Cold path (add_on_state_callback):

  • Extra check + possible allocation
  • Only happens during setup()
  • Negligible impact

Migration Path

  1. Start with Sensor (most common entity type)
  2. Measure real-world impact
  3. Apply to other entities: BinarySensor, TextSensor, Climate, Fan, etc.

Real-World Scenarios

Scenario 1: API-only device (10 sensors, no MQTT)

Before: 10 × 16 = 160 bytes After: 10 × 4 = 40 bytes Saves: 120 bytes

Scenario 2: MQTT-enabled (10 sensors)

Before: 10 × 32 = 320 bytes After: 10 × 36 = 360 bytes Costs: 40 bytes ⚠️

Scenario 3: Mixed (5 API-only + 5 MQTT)

Before: (5 × 16) + (5 × 32) = 240 bytes After: (5 × 4) + (5 × 36) = 200 bytes Saves: 40 bytes

Scenario 4: Heavy automation (10 sensors, MQTT + automation each)

Before: 10 × (16 + 16 + 16) = 480 bytes (base + MQTT fn + automation fn) After: 10 × (4 + 12 + 20 + 20) = 560 bytes (ptr + vector + 2 entries) Costs: 80 bytes ⚠️

Wait, let me recalculate this more carefully...

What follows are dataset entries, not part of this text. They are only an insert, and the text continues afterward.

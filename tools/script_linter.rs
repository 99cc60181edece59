/// Script Linter — checks a dialogue script for problems the engine would
/// only hit at runtime.
///
/// Usage: script_linter <script.txt> [--config <config.ron>]
use dialogue_engine::core::branch;
use dialogue_engine::core::command::CommandTable;
use dialogue_engine::core::config::EngineConfig;
use dialogue_engine::core::parser::parse_script_with;
use dialogue_engine::schema::branch::{BranchSpec, JumpTarget, MAX_MENU_OPTIONS};
use dialogue_engine::schema::line::Line;
use dialogue_engine::schema::program::Program;
use std::path::Path;
use std::process;

fn main() {
    tracing_subscriber::fmt()
        .with_env_filter(
            tracing_subscriber::EnvFilter::try_from_default_env()
                .unwrap_or_else(|_| tracing_subscriber::EnvFilter::new("error")),
        )
        .init();

    let args: Vec<String> = std::env::args().collect();

    if args.len() < 2 || args[1] == "--help" || args[1] == "-h" {
        println!("Usage: script_linter <script.txt> [--config <config.ron>]");
        process::exit(0);
    }

    let script_path = &args[1];
    let mut config_path = None;

    let mut i = 2;
    while i < args.len() {
        if args[i] == "--config" && i + 1 < args.len() {
            i += 1;
            config_path = Some(args[i].clone());
        }
        i += 1;
    }

    let config = match config_path {
        Some(ref path) => match EngineConfig::load_from_ron(Path::new(path)) {
            Ok(config) => config,
            Err(e) => {
                eprintln!("ERROR: Failed to load config: {}", e);
                process::exit(1);
            }
        },
        None => EngineConfig::default(),
    };

    let commands = match CommandTable::with_aliases(&config.command_aliases) {
        Ok(commands) => commands,
        Err(e) => {
            eprintln!("ERROR: Bad alias table: {}", e);
            process::exit(1);
        }
    };

    let text = match std::fs::read_to_string(script_path) {
        Ok(text) => text,
        Err(e) => {
            eprintln!("ERROR: Cannot read '{}': {}", script_path, e);
            process::exit(1);
        }
    };

    let program = match parse_script_with(&text, config.parse_options()) {
        Ok(program) => program,
        Err(e) => {
            println!("ERROR: {}", e);
            println!("\nSummary: 1 errors, 0 warnings");
            process::exit(1);
        }
    };

    println!(
        "Loaded {} blocks, {} lines",
        program.len(),
        program.line_count()
    );

    let (errors, warnings) = lint_program(&program, &commands);

    println!("\n=== Script Lint Report ===\n");

    if errors.is_empty() && warnings.is_empty() {
        println!("All checks passed!");
    }

    for warning in &warnings {
        println!("WARNING: {}", warning);
    }

    for error in &errors {
        println!("ERROR: {}", error);
    }

    println!(
        "\nSummary: {} errors, {} warnings",
        errors.len(),
        warnings.len()
    );

    if errors.is_empty() {
        process::exit(0);
    } else {
        process::exit(1);
    }
}

fn lint_program(program: &Program, commands: &CommandTable) -> (Vec<String>, Vec<String>) {
    let mut errors = Vec::new();
    let mut warnings = Vec::new();

    // Block 0 is always reachable.
    let mut reachable = vec![false; program.len()];
    if let Some(first) = reachable.first_mut() {
        *first = true;
    }

    for (index, block) in program.blocks.iter().enumerate() {
        if block.is_empty() {
            warnings.push(format!("Block {} has no lines", index));
        }

        for (line_index, line) in block.lines.iter().enumerate() {
            if let Line::Command { name, argument } = line {
                if let Err(e) = commands.resolve(name, argument) {
                    errors.push(format!("Block {} line {}: {}", index, line_index, e));
                }
            }
        }

        let spec = match branch::resolve(&block.branch_spec) {
            Ok(spec) => spec,
            Err(e) => {
                errors.push(format!("Block {}: {}", index, e));
                continue;
            }
        };

        let targets: Vec<JumpTarget> = match spec {
            BranchSpec::Empty => Vec::new(),
            BranchSpec::DirectJump(target) => vec![target],
            BranchSpec::Menu(options) => {
                let written = block
                    .branch_spec
                    .split(';')
                    .filter(|s| !s.trim().is_empty())
                    .count();
                if written > MAX_MENU_OPTIONS {
                    warnings.push(format!(
                        "Block {} offers {} choices; only the first {} are shown",
                        index, written, MAX_MENU_OPTIONS
                    ));
                }
                options.into_iter().map(|option| option.target).collect()
            }
        };

        for target in targets {
            if let JumpTarget::Block(target) = target {
                match reachable.get_mut(target) {
                    Some(seen) => *seen = true,
                    None => errors.push(format!(
                        "Block {} jumps to block {}, but the script has {} blocks",
                        index,
                        target,
                        program.len()
                    )),
                }
            }
        }
    }

    for (index, seen) in reachable.iter().enumerate() {
        if !seen {
            warnings.push(format!("Block {} is never the target of a branch", index));
        }
    }

    (errors, warnings)
}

Actually with 2 callbacks: Before: 16 (base) + 16 (MQTT fn) + 16 (automation fn) = 48 bytes per sensor After: 4 (ptr) + 12 (vector) + 20 (MQTT entry) + 20 (automation entry) = 56 bytes per sensor Costs: 8 bytes per sensor with 2+ callbacks ⚠️

Revised Decision Matrix

Wins:

  • Entities with 0 callbacks: Save 12 bytes (most common after Controller Registry)
  • Entities with 2+ different types (raw + filtered): Save 4 bytes

Loses:

  • Entities with 1 callback: Cost 4 bytes
  • Entities with 2+ callbacks of same type: Cost 8 bytes

Net benefit: Positive if >75% of entities have 0 callbacks

Conclusion

RECOMMENDED for implementation because:

  1. After Controller Registry, most entities are API-only (0 callbacks)
  2. 12-byte savings per entity adds up quickly (120 bytes for 10 sensors)
  3. 4-8 byte cost for MQTT users is acceptable (MQTT already has ~60+ bytes overhead)
  4. Simpler code: one container instead of two
  5. Negligible performance impact (predictable branch on hot path)

Start with Sensor, measure, then expand to other entity types.